I would have to agree with Lovebirds! Our club as a whole (Ocala) will do just about anything to recover lost birds. Heck 50% of the time, the calls we get from the community are for birds that dont belong to anyone in our area. But we do make every attempt to return the birds to the original owners. Those that dont want them, for various reasons, we donate them to beginners or simply keep them for ourselves. 

Now, provided that you have attempted to contact the owners with no luck or they didnt want them back, I would be willing to take them in. Your about an hour and half away from me but Im sure we could make arrangements or something.



Lovebirds said:


> I guess you've already contacted the owners about these birds? Do you know WHERE in LA and GA the birds are from? Depending on how far of a flight it is, AND, how old they are, AND, exactly how long they've been at the hospital, they just might go home. However, I would want to know if the owner was contacted and if so, what did they say about the birds?
> Some owners wouldn't want them back or care and if they DID show up at home, maybe not be real eager to greet them, BUT, there are some fanciers, like me for example, that would be thrilled to death, to see one of my birds that I thought was lost, show up. In fact, they've done just that many times.....


----------



## SilviaGTO (May 6, 2009)

Ill have to admit, with this pair, no we havent called yet.

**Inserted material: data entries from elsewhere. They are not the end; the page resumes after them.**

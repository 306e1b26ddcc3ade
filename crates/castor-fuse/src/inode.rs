//! Inode management for the FUSE binding.
//!
//! The adapter is path based while the kernel speaks inodes. The table keeps
//! a stable number per mount-relative path; attributes are not cached here
//! and always come from a fresh backend stat.

use std::collections::HashMap;
use std::time::{Duration, SystemTime};

use castor_core::{FileStat, S_IFDIR, S_IFLNK, S_IFMT};
use parking_lot::RwLock;

/// Reserved inode for the mount root.
pub const ROOT_INO: u64 = 1;

/// Inode attributes matching FUSE requirements.
#[derive(Debug, Clone)]
pub struct InodeAttr {
    pub ino: u64,
    pub size: u64,
    /// Number of 512-byte blocks.
    pub blocks: u64,
    pub atime: SystemTime,
    pub mtime: SystemTime,
    pub ctime: SystemTime,
    pub kind: InodeKind,
    pub perm: u16,
    pub nlink: u32,
    pub uid: u32,
    pub gid: u32,
}

/// Type of inode (file, directory, or symlink).
#[derive(Debug, Clone, Copy, PartialEq, Eq)]
pub enum InodeKind {
    File,
    Directory,
    Symlink,
}

impl InodeKind {
    /// Kind from the type bits of an `st_mode`. Unknown types read as files.
    pub fn from_mode(mode: u32) -> Self {
        match mode & S_IFMT {
            S_IFDIR => InodeKind::Directory,
            S_IFLNK => InodeKind::Symlink,
            _ => InodeKind::File,
        }
    }
}

impl InodeAttr {
    /// Attributes of `ino` from a backend status record.
    pub fn from_stat(ino: u64, stat: &FileStat) -> Self {
        InodeAttr {
            ino,
            size: stat.size,
            blocks: stat.size.div_ceil(512),
            atime: SystemTime::from(stat.atime),
            mtime: SystemTime::from(stat.mtime),
            ctime: SystemTime::from(stat.ctime),
            kind: InodeKind::from_mode(stat.mode),
            perm: stat.perm(),
            nlink: stat.nlink,
            uid: stat.uid,
            gid: stat.gid,
        }
    }

    /// Default TTL for attributes.
    pub fn ttl() -> Duration {
        Duration::from_secs(1)
    }
}

/// Path-to-inode and inode-to-path mappings.
pub struct InodeTable {
    path_to_ino: RwLock<HashMap<String, u64>>,
    ino_to_path: RwLock<HashMap<u64, String>>,
    next_ino: RwLock<u64>,
}

impl InodeTable {
    /// Create a new inode table with the root directory mapped.
    pub fn new() -> Self {
        let table = InodeTable {
            path_to_ino: RwLock::new(HashMap::new()),
            ino_to_path: RwLock::new(HashMap::new()),
            next_ino: RwLock::new(ROOT_INO + 1),
        };
        table.path_to_ino.write().insert("/".to_string(), ROOT_INO);
        table.ino_to_path.write().insert(ROOT_INO, "/".to_string());
        table
    }

    /// Get or allocate the inode of a path.
    pub fn get_or_create(&self, path: &str) -> u64 {
        let normalized = Self::normalize_path(path);

        if let Some(&ino) = self.path_to_ino.read().get(&normalized) {
            return ino;
        }

        let mut path_to_ino = self.path_to_ino.write();
        // Another thread may have won the race between the two locks.
        if let Some(&ino) = path_to_ino.get(&normalized) {
            return ino;
        }

        let ino = {
            let mut next = self.next_ino.write();
            let ino = *next;
            *next += 1;
            ino
        };
        path_to_ino.insert(normalized.clone(), ino);
        self.ino_to_path.write().insert(ino, normalized);
        ino
    }

    pub fn get_ino(&self, path: &str) -> Option<u64> {
        let normalized = Self::normalize_path(path);
        self.path_to_ino.read().get(&normalized).copied()
    }

    pub fn get_path(&self, ino: u64) -> Option<String> {
        self.ino_to_path.read().get(&ino).cloned()
    }

    /// Forget a path. The root is never removed.
    pub fn remove_path(&self, path: &str) {
        let normalized = Self::normalize_path(path);
        if normalized == "/" {
            return;
        }

        let mut path_to_ino = self.path_to_ino.write();
        if let Some(ino) = path_to_ino.remove(&normalized) {
            self.ino_to_path.write().remove(&ino);
        }
    }

    /// Child path from parent inode and name.
    pub fn resolve_child(&self, parent_ino: u64, name: &str) -> Option<String> {
        let parent_path = self.get_path(parent_ino)?;
        Some(join_path(&parent_path, name))
    }

    /// Inode of the directory holding `ino`. The root is its own parent.
    pub fn parent_of(&self, ino: u64) -> Option<u64> {
        let path = self.get_path(ino)?;
        let parent = match path.rsplit_once('/') {
            Some(("", _)) | None => "/",
            Some((parent, _)) => parent,
        };
        Some(self.get_or_create(parent))
    }

    fn normalize_path(path: &str) -> String {
        let mut normalized = path.to_string();

        if !normalized.starts_with('/') {
            normalized = format!("/{}", normalized);
        }

        if normalized.len() > 1 && normalized.ends_with('/') {
            normalized.pop();
        }

        normalized
    }
}

impl Default for InodeTable {
    fn default() -> Self {
        Self::new()
    }
}

pub(crate) fn join_path(parent: &str, name: &str) -> String {
    if parent == "/" {
        format!("/{}", name)
    } else {
        format!("{}/{}", parent, name)
    }
}

#[cfg(test)]
mod tests {
    use super::*;
    use castor_core::{MigrationStatus, S_IFREG};
    use chrono::Utc;
    use std::sync::Arc;
    use std::thread;

    fn stat(mode: u32, size: u64) -> FileStat {
        let now = Utc::now();
        FileStat {
            mode,
            size,
            uid: 10,
            gid: 20,
            nlink: 1,
            atime: now,
            mtime: now,
            ctime: now,
            status: MigrationStatus::Online,
        }
    }

    #[test]
    fn test_attr_from_stat() {
        let attr = InodeAttr::from_stat(42, &stat(S_IFREG | 0o640, 1024));
        assert_eq!(attr.ino, 42);
        assert_eq!(attr.kind, InodeKind::File);
        assert_eq!(attr.perm, 0o640);
        assert_eq!(attr.size, 1024);
        assert_eq!(attr.blocks, 2);
        assert_eq!((attr.uid, attr.gid), (10, 20));
    }

    #[test]
    fn test_block_calculation() {
        assert_eq!(InodeAttr::from_stat(1, &stat(S_IFREG, 0)).blocks, 0);
        assert_eq!(InodeAttr::from_stat(1, &stat(S_IFREG, 1)).blocks, 1);
        assert_eq!(InodeAttr::from_stat(1, &stat(S_IFREG, 513)).blocks, 2);
    }

    #[test]
    fn test_kind_from_mode() {
        assert_eq!(InodeKind::from_mode(S_IFDIR | 0o755), InodeKind::Directory);
        assert_eq!(InodeKind::from_mode(S_IFLNK | 0o777), InodeKind::Symlink);
        assert_eq!(InodeKind::from_mode(S_IFREG | 0o644), InodeKind::File);
    }

    #[test]
    fn test_root_is_preallocated() {
        let table = InodeTable::new();
        assert_eq!(table.get_ino("/"), Some(ROOT_INO));
        assert_eq!(table.get_path(ROOT_INO).as_deref(), Some("/"));
        assert_eq!(table.parent_of(ROOT_INO), Some(ROOT_INO));
    }

    #[test]
    fn test_get_or_create_is_stable() {
        let table = InodeTable::new();
        let a = table.get_or_create("/a/b.txt");
        assert_eq!(table.get_or_create("a/b.txt"), a);
        assert_eq!(table.get_or_create("/a/b.txt/"), a);
        assert_ne!(table.get_or_create("/a"), a);
    }

    #[test]
    fn test_resolve_child_and_parent() {
        let table = InodeTable::new();
        assert_eq!(table.resolve_child(ROOT_INO, "a").as_deref(), Some("/a"));

        let a = table.get_or_create("/a");
        assert_eq!(table.resolve_child(a, "b").as_deref(), Some("/a/b"));

        let b = table.get_or_create("/a/b");
        assert_eq!(table.parent_of(b), Some(a));
        assert_eq!(table.resolve_child(999, "x"), None);
    }

    #[test]
    fn test_remove_path() {
        let table = InodeTable::new();
        let ino = table.get_or_create("/gone");
        table.remove_path("/gone");
        assert_eq!(table.get_ino("/gone"), None);
        assert_eq!(table.get_path(ino), None);

        table.remove_path("/");
        assert_eq!(table.get_ino("/"), Some(ROOT_INO));
    }

    #[test]
    fn test_concurrent_allocation_is_consistent() {
        let table = Arc::new(InodeTable::new());
        let handles: Vec<_> = (0..8)
            .map(|_| {
                let table = table.clone();
                thread::spawn(move || table.get_or_create("/shared"))
            })
            .collect();

        let inos: Vec<u64> = handles.into_iter().map(|h| h.join().unwrap()).collect();
        assert!(inos.iter().all(|&ino| ino == inos[0]));
    }
}
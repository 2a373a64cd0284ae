//! Domain layer for the medicine catalog.
//!
//! This module contains the core domain types, independent of any transport or
//! presentation concern.
//!
//! # Organization
//!
//! - [`error`]: Error taxonomy and result alias
//! - [`medicine`]: Medicine record, collections, and edit patches
//! - [`catalog`]: Built-in static catalog
//!
//! # Examples
//!
//! ```
//! use medlist::domain::{Medicine, Result};
//!
//! fn create_medicine() -> Result<Medicine> {
//!     Ok(Medicine::new("1", "Amoxicillin"))
//! }
//! ```

pub mod catalog;
pub mod error;
pub mod medicine;

pub use error::{CatalogError, ErrorKind, Result};
pub use medicine::{Collection, Medicine, MedicinePatch};
//! Async list controller.
//!
//! [`ListController`] drives the pure [`handle_event`] state machine against a
//! [`DataSource`]. It owns the [`ListState`], executes the [`Action`]s the
//! handler returns, and publishes a fresh [`ListSnapshot`] on a
//! `tokio::sync::watch` channel whenever something observable changes.
//!
//! # Execution Model
//!
//! The controller is meant for a single cooperative task. The only suspension
//! points are the data source calls and the debounce timer. The state lock is
//! a plain `std::sync::Mutex` that is never held across an `.await`.
//!
//! # Example
//!
//! ```rust
//! use std::sync::Arc;
//! use std::time::Duration;
//! use medlist::app::{ListController, MatchMode};
//! use medlist::source::StaticSource;
//!
//! let runtime = tokio::runtime::Builder::new_current_thread().enable_all().build().unwrap();
//! runtime.block_on(async {
//!     let controller = ListController::new(
//!         Arc::new(StaticSource::builtin()),
//!         MatchMode::Substring,
//!         Duration::from_millis(300),
//!     );
//!     controller.load().await;
//!     controller.set_search("amox");
//!
//!     let snapshot = controller.snapshot();
//!     assert_eq!(snapshot.items.len(), 1);
//!     assert_eq!(snapshot.total, 6);
//! });
//! ```

use super::actions::Action;
use super::debounce::Debouncer;
use super::filter::MatchMode;
use super::handler::{handle_event, Event};
use super::state::{FetchFailure, ListSnapshot, ListState};
use crate::domain::{Collection, MedicinePatch, Result};
use crate::source::DataSource;
use std::collections::VecDeque;
use std::sync::{Arc, Mutex, MutexGuard, PoisonError};
use std::time::Duration;
use tokio::sync::watch;
use tracing::Instrument;

/// Fetch coordinator and subscribe/notify hub for one list.
pub struct ListController<S: DataSource + ?Sized> {
    source: Arc<S>,
    state: Mutex<ListState>,
    snapshots: watch::Sender<ListSnapshot>,
    debouncer: Debouncer,
}

impl<S: DataSource + ?Sized> ListController<S> {
    /// Creates an idle controller. Nothing is fetched until [`load`](Self::load).
    #[must_use]
    pub fn new(source: Arc<S>, match_mode: MatchMode, debounce: Duration) -> Self {
        let mut state = ListState::new(match_mode);
        let (snapshots, _) = watch::channel(state.snapshot());

        Self {
            source,
            state: Mutex::new(state),
            snapshots,
            debouncer: Debouncer::new(debounce),
        }
    }

    /// Loads the collection, showing a loading indicator with nothing behind it.
    ///
    /// A no-op while another request is in flight.
    pub async fn load(&self) {
        self.dispatch(Event::Load).await;
    }

    /// Re-fetches while the current items stay visible.
    ///
    /// If the request fails the old items remain, flagged with an error.
    pub async fn refresh(&self) {
        self.dispatch(Event::Refresh).await;
    }

    /// User-initiated recovery from an error; behaves like [`load`](Self::load).
    pub async fn retry(&self) {
        self.dispatch(Event::Retry).await;
    }

    /// Applies a search term immediately.
    pub fn set_search(&self, term: impl Into<String>) {
        let _ = self.apply(&Event::SearchChanged(term.into()));
    }

    /// Switches between substring and fuzzy matching for the current term.
    pub fn set_match_mode(&self, mode: MatchMode) {
        let _ = self.apply(&Event::MatchModeChanged(mode));
    }

    /// Applies a search term once input has been quiet for the debounce delay.
    ///
    /// # Returns
    ///
    /// `true` if this term was applied, `false` if a newer call superseded it.
    pub async fn search_debounced(&self, term: impl Into<String>) -> bool {
        let term = term.into();
        if !self.debouncer.settle().await {
            tracing::trace!(term_len = term.len(), "search superseded");
            return false;
        }
        self.set_search(term);
        true
    }

    /// Clears the error indicator, keeping any items that were behind it.
    pub fn dismiss_error(&self) {
        let _ = self.apply(&Event::DismissError);
    }

    /// Detaches the controller from its presenter.
    ///
    /// The collection is discarded and any response still in flight is dropped
    /// when it arrives. Subscribers are not notified.
    pub fn teardown(&self) {
        let mut state = self.lock();
        let _ = handle_event(&mut state, &Event::Teardown);
        let cleared = state.snapshot();
        drop(state);

        self.snapshots.send_if_modified(|current| {
            *current = cleared;
            false
        });
    }

    /// Returns the most recently published snapshot.
    #[must_use]
    pub fn snapshot(&self) -> ListSnapshot {
        self.snapshots.borrow().clone()
    }

    /// Subscribes to snapshot changes.
    ///
    /// The receiver sees the current snapshot immediately and is woken on every
    /// observable change.
    #[must_use]
    pub fn subscribe(&self) -> watch::Receiver<ListSnapshot> {
        self.snapshots.subscribe()
    }

    /// Patches one item in the data source, then refreshes the list.
    ///
    /// # Errors
    ///
    /// Returns the data source's error unchanged. The list state is not touched
    /// when the update fails.
    pub async fn update_item(&self, id: &str, patch: &MedicinePatch) -> Result<()> {
        let span = tracing::debug_span!("update_item", id);
        async {
            if let Err(error) = self.source.update(id, patch).await {
                tracing::warn!(kind = %error.kind(), %error, "update failed");
                return Err(error);
            }
            self.refresh().await;
            Ok(())
        }
        .instrument(span)
        .await
    }

    /// Deletes one item from the data source, then refreshes the list.
    ///
    /// # Errors
    ///
    /// Returns the data source's error unchanged. The list state is not touched
    /// when the removal fails.
    pub async fn remove_item(&self, id: &str) -> Result<()> {
        let span = tracing::debug_span!("remove_item", id);
        async {
            if let Err(error) = self.source.remove(id).await {
                tracing::warn!(kind = %error.kind(), %error, "remove failed");
                return Err(error);
            }
            self.refresh().await;
            Ok(())
        }
        .instrument(span)
        .await
    }

    async fn dispatch(&self, event: Event) {
        let mut pending: VecDeque<Action> = self.apply(&event).into();
        while let Some(action) = pending.pop_front() {
            let outcome = self.execute(action).await;
            pending.extend(self.apply(&outcome));
        }
    }

    /// Runs the handler and publishes a snapshot if anything visible changed.
    fn apply(&self, event: &Event) -> Vec<Action> {
        let mut state = self.lock();
        let (changed, actions) = handle_event(&mut state, event);

        if changed && !state.torn_down {
            let snapshot = state.snapshot();
            drop(state);
            self.snapshots.send_replace(snapshot);
        }
        actions
    }

    async fn execute(&self, action: Action) -> Event {
        match action {
            Action::Fetch { mode } => {
                let span = tracing::debug_span!("fetch_all", %mode);
                async {
                    match self.source.fetch_all().await {
                        Ok(items) => {
                            tracing::debug!(count = items.len(), "fetched collection");
                            Event::FetchSucceeded(Collection::from(items))
                        }
                        Err(error) => {
                            tracing::warn!(kind = %error.kind(), %error, "fetch failed");
                            Event::FetchFailed(FetchFailure::from(&error))
                        }
                    }
                }
                .instrument(span)
                .await
            }
        }
    }

    fn lock(&self) -> MutexGuard<'_, ListState> {
        self.state.lock().unwrap_or_else(PoisonError::into_inner)
    }
}

impl<S: DataSource + ?Sized> std::fmt::Debug for ListController<S> {
    fn fmt(&self, f: &mut std::fmt::Formatter<'_>) -> std::fmt::Result {
        f.debug_struct("ListController")
            .field("snapshot", &*self.snapshots.borrow())
            .field("debounce", &self.debouncer.delay())
            .finish_non_exhaustive()
    }
}

#[cfg(test)]
mod tests {
    use super::*;
    use crate::domain::Medicine;
    use crate::source::StaticSource;

    fn controller(items: Vec<Medicine>) -> ListController<StaticSource> {
        ListController::new(
            Arc::new(StaticSource::new(items)),
            MatchMode::Substring,
            Duration::from_millis(300),
        )
    }

    #[tokio::test]
    async fn test_load_publishes_to_subscribers() {
        let controller = controller(vec![Medicine::new("1", "Amoxicillin")]);
        let mut rx = controller.subscribe();
        assert!(rx.borrow_and_update().items.is_empty());

        controller.load().await;

        assert!(rx.has_changed().unwrap());
        let snapshot = rx.borrow_and_update().clone();
        assert!(!snapshot.loading);
        assert_eq!(snapshot.items.len(), 1);
    }

    #[tokio::test]
    async fn test_unchanged_search_does_not_notify() {
        let controller = controller(vec![Medicine::new("1", "Amoxicillin")]);
        controller.load().await;
        controller.set_search("amox");

        let mut rx = controller.subscribe();
        rx.borrow_and_update();
        controller.set_search("amox");
        assert!(!rx.has_changed().unwrap());
    }

    #[tokio::test]
    async fn test_match_mode_switch_publishes_new_view() {
        let controller = controller(vec![
            Medicine::new("1", "Amoxicillin"),
            Medicine::new("2", "Antifungal"),
        ]);
        controller.load().await;
        controller.set_search("amx");
        assert!(controller.snapshot().items.is_empty());

        let mut rx = controller.subscribe();
        rx.borrow_and_update();
        controller.set_match_mode(MatchMode::Fuzzy);

        assert!(rx.has_changed().unwrap());
        let snapshot = rx.borrow_and_update().clone();
        assert_eq!(snapshot.items.len(), 1);
        assert_eq!(snapshot.items[0].name, "Amoxicillin");

        controller.set_match_mode(MatchMode::Fuzzy);
        assert!(!rx.has_changed().unwrap());
    }

    #[tokio::test]
    async fn test_remove_item_refreshes_list() {
        let controller = controller(vec![
            Medicine::new("1", "Amoxicillin"),
            Medicine::new("2", "Paracetamol"),
        ]);
        controller.load().await;

        controller.remove_item("1").await.unwrap();

        let ids: Vec<_> = controller.snapshot().items.iter().map(|m| m.id.clone()).collect();
        assert_eq!(ids, vec!["2"]);
    }

    #[tokio::test]
    async fn test_failed_update_leaves_state_untouched() {
        let controller = controller(vec![Medicine::new("1", "Amoxicillin")]);
        controller.load().await;
        let before = controller.snapshot();

        let patch = MedicinePatch {
            name: Some("Renamed".to_string()),
            ..MedicinePatch::default()
        };
        let error = controller.update_item("missing", &patch).await.unwrap_err();

        assert_eq!(error.kind(), crate::domain::ErrorKind::Server);
        assert_eq!(controller.snapshot(), before);
    }

    #[tokio::test]
    async fn test_teardown_clears_without_notifying() {
        let controller = controller(vec![Medicine::new("1", "Amoxicillin")]);
        controller.load().await;

        let mut rx = controller.subscribe();
        rx.borrow_and_update();
        controller.teardown();

        assert!(!rx.has_changed().unwrap());
        assert!(controller.snapshot().items.is_empty());

        controller.load().await;
        assert!(controller.snapshot().items.is_empty());
    }
}
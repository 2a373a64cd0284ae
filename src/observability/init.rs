//! Tracing initialization and subscriber setup.

use super::file_writer::FileWriter;
use crate::infrastructure::paths;
use crate::Config;
use tracing_subscriber::{fmt, layer::SubscriberExt, util::SubscriberInitExt, EnvFilter};

/// Initializes the tracing subscriber with rotating file output.
///
/// Sets up a subscriber pipeline that:
/// 1. Filters spans and events by the resolved level
/// 2. Formats them as plain text lines with span context
/// 3. Writes to the rotating log file
///
/// # Parameters
///
/// * `config` - Configuration holding `trace_level` and `log_file`
///
/// # Level Resolution
///
/// 1. `RUST_LOG` environment variable
/// 2. `config.trace_level`
/// 3. Default: `"info"`
///
/// # File Location
///
/// `config.log_file` if set (a leading `~` is expanded), otherwise
/// `medlist.log` in the platform data directory. If the directory cannot be
/// created the log goes to stderr instead.
///
/// # Initialization Behavior
///
/// Idempotent: only the first call installs a subscriber.
///
/// # Example
///
/// ```rust
/// use medlist::observability::init_tracing;
/// use medlist::Config;
///
/// let dir = tempfile::tempdir().unwrap();
/// let config = Config {
///     trace_level: Some("debug".to_string()),
///     log_file: Some(dir.path().join("medlist.log")),
///     ..Default::default()
/// };
///
/// init_tracing(&config);
/// tracing::debug!("tracing is now active");
/// ```
pub fn init_tracing(config: &Config) {
    let filter = resolve_filter(config.trace_level.as_deref());

    let log_file = config
        .log_file
        .as_ref()
        .map_or_else(paths::default_log_file, paths::expand_tilde);

    let dir_ready = log_file
        .parent()
        .map_or(true, |dir| dir.as_os_str().is_empty() || std::fs::create_dir_all(dir).is_ok());

    let registry = tracing_subscriber::registry().with(filter);

    if dir_ready {
        let layer = fmt::layer()
            .with_ansi(false)
            .with_target(false)
            .with_writer(FileWriter::new(log_file));
        let _ = registry.with(layer).try_init();
    } else {
        let layer = fmt::layer().with_target(false).with_writer(std::io::stderr);
        let _ = registry.with(layer).try_init();
    }
}

/// Builds the level filter: `RUST_LOG` wins, then the configured level, then `info`.
fn resolve_filter(trace_level: Option<&str>) -> EnvFilter {
    EnvFilter::try_from_default_env()
        .or_else(|_| EnvFilter::try_new(trace_level.unwrap_or("info")))
        .unwrap_or_else(|_| EnvFilter::new("info"))
}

Ive called every with every other pigeon that has come in, and 100% of the time Im told they dont care, euthanize, the bird is no good sick/broken. I know its not a good excuse, Im just tired of hearing the owners not care.

But since there are enough of you on here saying to call them, Ill stop slacking and give them a call. I have the information. I was just trying to gauge an interest just in case the owners dont want them back.

Theyre still too thin, at least the female, to release for a flight back to Louisiana from the east coast of florida, especially if shes going to be laying soon. But theyre eating very well and gaining weight every day. Ive put them on the pigeon mix and pigeon grit I feed my own pigeon.

Im on lunch right now, but Ill give the owners a call when I get back.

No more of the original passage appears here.